# arrow-view-state
[](https://crates.io/crates/arrow-view-state)
[](https://docs.rs/arrow-view-state)
[](https://github.com/KoVal177/arrow-view-state/actions/workflows/ci.yml)
[](LICENSE-MIT)
[](https://blog.rust-lang.org/)
High-performance columnar permutation index and filter engine for Apache Arrow.
## Overview
`arrow-view-state` is a pure indexing engine — no I/O, no column names, no pagination, no
application state. It separates *view-state computation* (sorting, filtering, selection) from
data access so that UI layers can reorder and filter millions of Arrow rows without copying
or rewriting the underlying `RecordBatch`es.
## Features
- **`SortBuilder`** — streaming multi-column sort; feed `RecordBatch`es one at a time, finish into a `PermutationIndex`
- **`PermutationIndex`** — virtual-to-physical row mapping; windowed reads, late materialisation
- **`FilterIndex`** — sparse filter backed by Roaring Bitmap with set algebra (`and`, `or`, `not`)

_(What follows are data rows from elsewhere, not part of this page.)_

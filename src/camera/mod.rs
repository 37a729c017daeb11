//! Camera and microphone acquisition
//!
//! Provides cross-platform camera capture using the nokhwa crate and
//! microphone capture using cpal, bundled into a [`MediaStream`] that the
//! [`CameraSession`] acquires, switches and releases.

pub mod capture;
pub mod microphone;
pub mod session;

pub use capture::{select_camera, CameraCapture, CameraFrame, CameraInfo};
pub use microphone::MicrophoneCapture;
pub use session::{
    AudioTrack, CameraSession, MediaDevices, MediaRequest, MediaStream, SessionConfig, VideoTrack,
};

use crate::error::AppError;

/// Which way the requested camera faces
#[derive(Debug, Clone, Copy, PartialEq, Eq, Default)]
pub enum FacingMode {
    /// Towards the user ("user")
    #[default]
    Front,
    /// Away from the user ("environment")
    Back,
}

impl FacingMode {
    pub fn toggled(self) -> Self {
        match self {
            FacingMode::Front => FacingMode::Back,
            FacingMode::Back => FacingMode::Front,
        }
    }

    pub fn as_str(self) -> &'static str {
        match self {
            FacingMode::Front => "user",
            FacingMode::Back => "environment",
        }
    }
}

/// Whether the build target is a phone or tablet platform
pub fn is_mobile_platform() -> bool {
    cfg!(any(target_os = "android", target_os = "ios"))
}

/// Device access backed by nokhwa cameras and the default cpal input
#[derive(Debug, Default)]
pub struct NativeMediaDevices;

impl MediaDevices for NativeMediaDevices {
    fn get_user_media(&mut self, request: &MediaRequest) -> Result<MediaStream, AppError> {
        let cameras = CameraCapture::list_cameras();
        if cameras.is_empty() {
            return Err(AppError::DeviceAccess("no camera found".to_string()));
        }

        let index = select_camera(&cameras, request.facing).unwrap_or(cameras[0].index);
        tracing::info!(
            "Requesting camera {} for facing mode {}",
            index,
            request.facing.as_str()
        );

        let video = CameraCapture::open(index, request.ideal_width, request.ideal_height)?;

        let audio: Option<Box<dyn AudioTrack>> = if request.audio {
            match MicrophoneCapture::open() {
                Ok(mic) => Some(Box::new(mic)),
                Err(e) => {
                    tracing::warn!("Microphone unavailable, continuing video-only: {}", e);
                    None
                }
            }
        } else {
            None
        };

        Ok(MediaStream::new(Box::new(video), audio))
    }
}

#[cfg(test)]
mod tests {
    use super::*;

    #[test]
    fn test_facing_toggle() {
        assert_eq!(FacingMode::Front.toggled(), FacingMode::Back);
        assert_eq!(FacingMode::Back.toggled().toggled(), FacingMode::Back);
        assert_eq!(FacingMode::default().as_str(), "user");
    }
}
impl MediaEncoder for FfmpegEncoder {
    fn is_available(&self) -> bool {
        self.ffmpeg.is_some()
    }

    fn start(&mut self, settings: &EncoderSettings) -> Result<(), AppError> {
        if self.running.is_some() {
            return Err(AppError::AlreadyRecording);
        }
        let ffmpeg = self
            .ffmpeg
            .clone()
            .ok_or_else(|| AppError::RecordingUnsupported("ffmpeg not found".to_string()))?;

        let listener = match (settings.audio, settings.format.audio) {
            (Some(_), Some(_)) => Some(
                TcpListener::bind(("127.0.0.1", 0))
                    .map_err(|e| AppError::RecordingSave(format!("audio socket: {}", e)))?,
            ),
            _ => None,
        };
        let audio_addr = match &listener {
            Some(l) => Some(
                l.local_addr()
                    .map_err(|e| AppError::RecordingSave(format!("audio socket: {}", e)))?,
            ),
            None => None,
        };

        let args = ffmpeg_args(settings, audio_addr);
        tracing::info!("Starting encoder: {} {}", ffmpeg.display(), args.join(" "));

        let mut child = Command::new(&ffmpeg)
            .args(&args)
            .stdin(Stdio::piped())
            .stdout(Stdio::piped())
            .stderr(Stdio::piped())
            .spawn()
            .map_err(|e| AppError::RecordingSave(format!("failed to start ffmpeg: {}", e)))?;

        let (Some(stdin), Some(stdout)) = (child.stdin.take(), child.stdout.take()) else {
            let _ = child.kill();
            let _ = child.wait();
            return Err(AppError::RecordingSave("ffmpeg pipes unavailable".to_string()));
        };

        let mut threads = Vec::new();

        let (video_tx, video_rx) = crossbeam_channel::bounded(VIDEO_QUEUE);
        threads.push(spawn_video_writer(stdin, video_rx));

        let audio_tx = listener.map(|listener| {
            let (tx, rx) = crossbeam_channel::unbounded();
            threads.push(spawn_audio_writer(listener, rx));
            tx
        });

        let (segment_tx, segments) = crossbeam_channel::unbounded();
        threads.push(spawn_output_reader(stdout, segment_tx));

        if let Some(stderr) = child.stderr.take() {
            threads.push(spawn_stderr_logger(stderr));
        }

        self.running = Some(RunningEncoder {
            child,
            video_tx: Some(video_tx),
            audio_tx,
            segments,
            threads,
            refused_frames: 0,
        });
        Ok(())
    }

    fn write_video(&mut self, frame: &RgbaImage) -> Result<bool, AppError> {
        let running = self.running.as_mut().ok_or(AppError::NotRecording)?;
        let Some(tx) = running.video_tx.as_ref() else {
            return Err(AppError::NotRecording);
        };

        match tx.try_send(frame.as_raw().clone()) {
            Ok(()) => Ok(true),
            Err(TrySendError::Full(_)) => {
                running.refused_frames += 1;
                if running.refused_frames % 30 == 1 {
                    tracing::warn!("Encoder falling behind, {} frames deferred", running.refused_frames);
                }
                Ok(false)
            }
            Err(TrySendError::Disconnected(_)) => {
                Err(AppError::RecordingSave("ffmpeg stopped accepting video".to_string()))
            }
        }
    }

    fn write_audio(&mut self, samples: &[f32]) -> Result<(), AppError> {
        let running = self.running.as_mut().ok_or(AppError::NotRecording)?;
        let Some(tx) = running.audio_tx.as_ref() else {
            return Ok(());
        };
        if samples.is_empty() {
            return Ok(());
        }

        let bytes: &[u8] = bytemuck::cast_slice(samples);
        if tx.send(bytes.to_vec()).is_err() {
            // The audio track ending does not stop the video
            tracing::warn!("ffmpeg audio input closed");
            running.audio_tx = None;
        }
        Ok(())
    }

    fn take_segments(&mut self) -> Vec<Vec<u8>> {
        match &self.running {
            Some(running) => running.segments.try_iter().collect(),
            None => Vec::new(),
        }
    }

    fn finish(&mut self) -> Result<Vec<Vec<u8>>, AppError> {
        let mut running = self.running.take().ok_or(AppError::NotRecording)?;

        // Closing the senders ends the writer threads, which closes ffmpeg's inputs
        running.video_tx = None;
        running.audio_tx = None;

        let status = running
            .child
            .wait()
            .map_err(|e| AppError::RecordingSave(format!("waiting for ffmpeg: {}", e)))?;

        for handle in running.threads.drain(..) {
            if handle.join().is_err() {
                tracing::warn!("Encoder pipe thread panicked");
            }
        }

        let segments: Vec<Vec<u8>> = running.segments.try_iter().collect();
        if running.refused_frames > 0 {
            tracing::info!("Encoder deferred {} frames while backed up", running.refused_frames);
        }

        if !status.success() {
            tracing::warn!("ffmpeg exited with {}", status);
        }
        Ok(segments)
    }
}

impl Drop for FfmpegEncoder {
    fn drop(&mut self) {
        if let Some(mut running) = self.running.take() {
            running.video_tx = None;
            running.audio_tx = None;
            let _ = running.child.kill();
            let _ = running.child.wait();
        }
    }
}

#[cfg(test)]
mod tests {
    use super::*;

    fn settings(mime: &str, audio: Option<AudioFormat>) -> EncoderSettings {
        EncoderSettings {
            format: RecordingFormat::parse(mime).unwrap(),
            width: 640,
            height: 480,
            fps: 30,
            audio,
        }
    }

    fn window(args: &[String], flag: &str) -> Option<String> {
        args.windows(2).find(|w| w[0] == flag).map(|w| w[1].clone())
    }

    #[test]
    fn test_webm_args_with_audio() {
        let addr: SocketAddr = "127.0.0.1:5555".parse().unwrap();
        let audio = AudioFormat {
            sample_rate: 48_000,
            channels: 2,
        };
        let args = ffmpeg_args(&settings("video/webm;codecs=vp9,opus", Some(audio)), Some(addr));

        assert_eq!(window(&args, "-s").as_deref(), Some("640x480"));
        assert_eq!(window(&args, "-c:v").as_deref(), Some("libvpx-vp9"));
        assert_eq!(window(&args, "-c:a").as_deref(), Some("libopus"));
        assert_eq!(window(&args, "-ar").as_deref(), Some("48000"));
        assert!(args.contains(&"tcp://127.0.0.1:5555".to_string()));
        assert_eq!(args.last().map(String::as_str), Some("pipe:1"));
    }

    #[test]
    fn test_video_only_mp4_is_fragmented() {
        let args = ffmpeg_args(&settings("video/mp4;codecs=avc1,mp4a", None), None);

        assert_eq!(window(&args, "-c:v").as_deref(), Some("libx264"));
        assert!(window(&args, "-c:a").is_none());
        assert!(!args.iter().any(|a| a.starts_with("tcp://")));
        assert_eq!(
            window(&args, "-movflags").as_deref(),
            Some("frag_keyframe+empty_moov+default_base_moof")
        );
    }

    #[test]
    fn test_missing_ffmpeg_supports_nothing() {
        let mut encoder = FfmpegEncoder::new(None);
        assert!(!encoder.is_available());
        assert!(!encoder.is_type_supported("video/webm;codecs=vp8,opus"));
        assert!(matches!(
            encoder.start(&settings("video/webm", None)),
            Err(AppError::RecordingUnsupported(_))
        ));
        assert_eq!(encoder.finish(), Err(AppError::NotRecording));
    }
}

- **`PhysicalSelection`** — physical row IDs ready for Arrow `take` or Parquet row-selection pushdown
- **Parallel argsort** via Rayon (optional, default-on)
- **Memory-mapped storage** for large indices that exceed RAM (`persist` feature)
- **Hash index** for O(1) equality lookups (`hash-index` feature)
- **Inverted index** for token-based text search (`inverted-index` feature)
- **SIMD predicate evaluation** via `arrow-ord` (`evaluate` feature)
## Installation
```toml
[dependencies]
arrow-view-state = "0.1"
```
For WASM or minimal builds, disable the default `parallel` feature:
```toml
arrow-view-state = { version = "0.1", default-features = false }
```
## Quick Start
```rust
use std::sync::Arc;
use arrow_array::{ArrayRef, Int64Array, StringArray, RecordBatch};
use arrow_schema::{Schema, Field, DataType, SortOptions};
use arrow_row::SortField;
use arrow_view_state::{SortBuilder, FilterIndex};
let schema = Arc::new(Schema::new(vec![
Field::new("name", DataType::Utf8, false),
Field::new("value", DataType::Int64, false),
]));
let batch = RecordBatch::try_new(schema.clone(), vec![
Arc::new(StringArray::from(vec!["B", "A", "B", "A"])) as ArrayRef,
Arc::new(Int64Array::from(vec![10, 20, 30, 40])) as ArrayRef,
]).unwrap();
// Sort by name asc, then value desc.
let fields = vec![
SortField::new(DataType::Utf8),
SortField::new_with_options(
DataType::Int64,
SortOptions { descending: true, nulls_first: true },
),
];
let mut builder = SortBuilder::new(fields);
builder.push(&[batch.column(0).clone(), batch.column(1).clone()]).unwrap();
let sorted = builder.finish().unwrap();
let range = sorted.read_range(0, 2); // windowed read
let filter = FilterIndex::from_ids([0, 2]);
let filtered = filter.apply_to_permutation(&sorted); // sparse filter
let selection = sorted.to_physical_selection(0..2); // late materialisation
```
## Examples
See [`EXAMPLES.md`](EXAMPLES.md) for annotated walkthroughs.
| [Sort & Window](EXAMPLES.md#sort--window) | Multi-column sort, windowed read, late materialisation |
| [Filter Algebra](EXAMPLES.md#filter-algebra) | Composing `FilterIndex` with `and` / `or` / `not` |
| [Persist to Disk](EXAMPLES.md#persist-to-disk) | Save and reload a `PermutationIndex` via the `persist` feature |
## Feature Flags
| `parallel` | ✓ | Parallel argsort via Rayon |
| `evaluate` | | SIMD predicate evaluation → `FilterIndex` via `arrow-ord` |
| `hash-index` | | O(1) equality lookup index |
| `inverted-index` | | Token-based text search index |
| `mmap` | | Memory-mapped temp storage for large sorts |
| `persist` | | Save/load indices to disk (implies `mmap`) |
| `full` | | All of the above |
## Further Reading
- [Index Types in Depth](docs/index-types.md)
- [Feature Flags Reference](docs/feature-flags.md)
## MSRV
Minimum supported Rust version: **1.94** (edition 2024).
## Contributing
See [CONTRIBUTING.md](CONTRIBUTING.md).
## License
Licensed under either of [MIT](LICENSE-MIT) or [Apache-2.0](LICENSE-APACHE) at your option.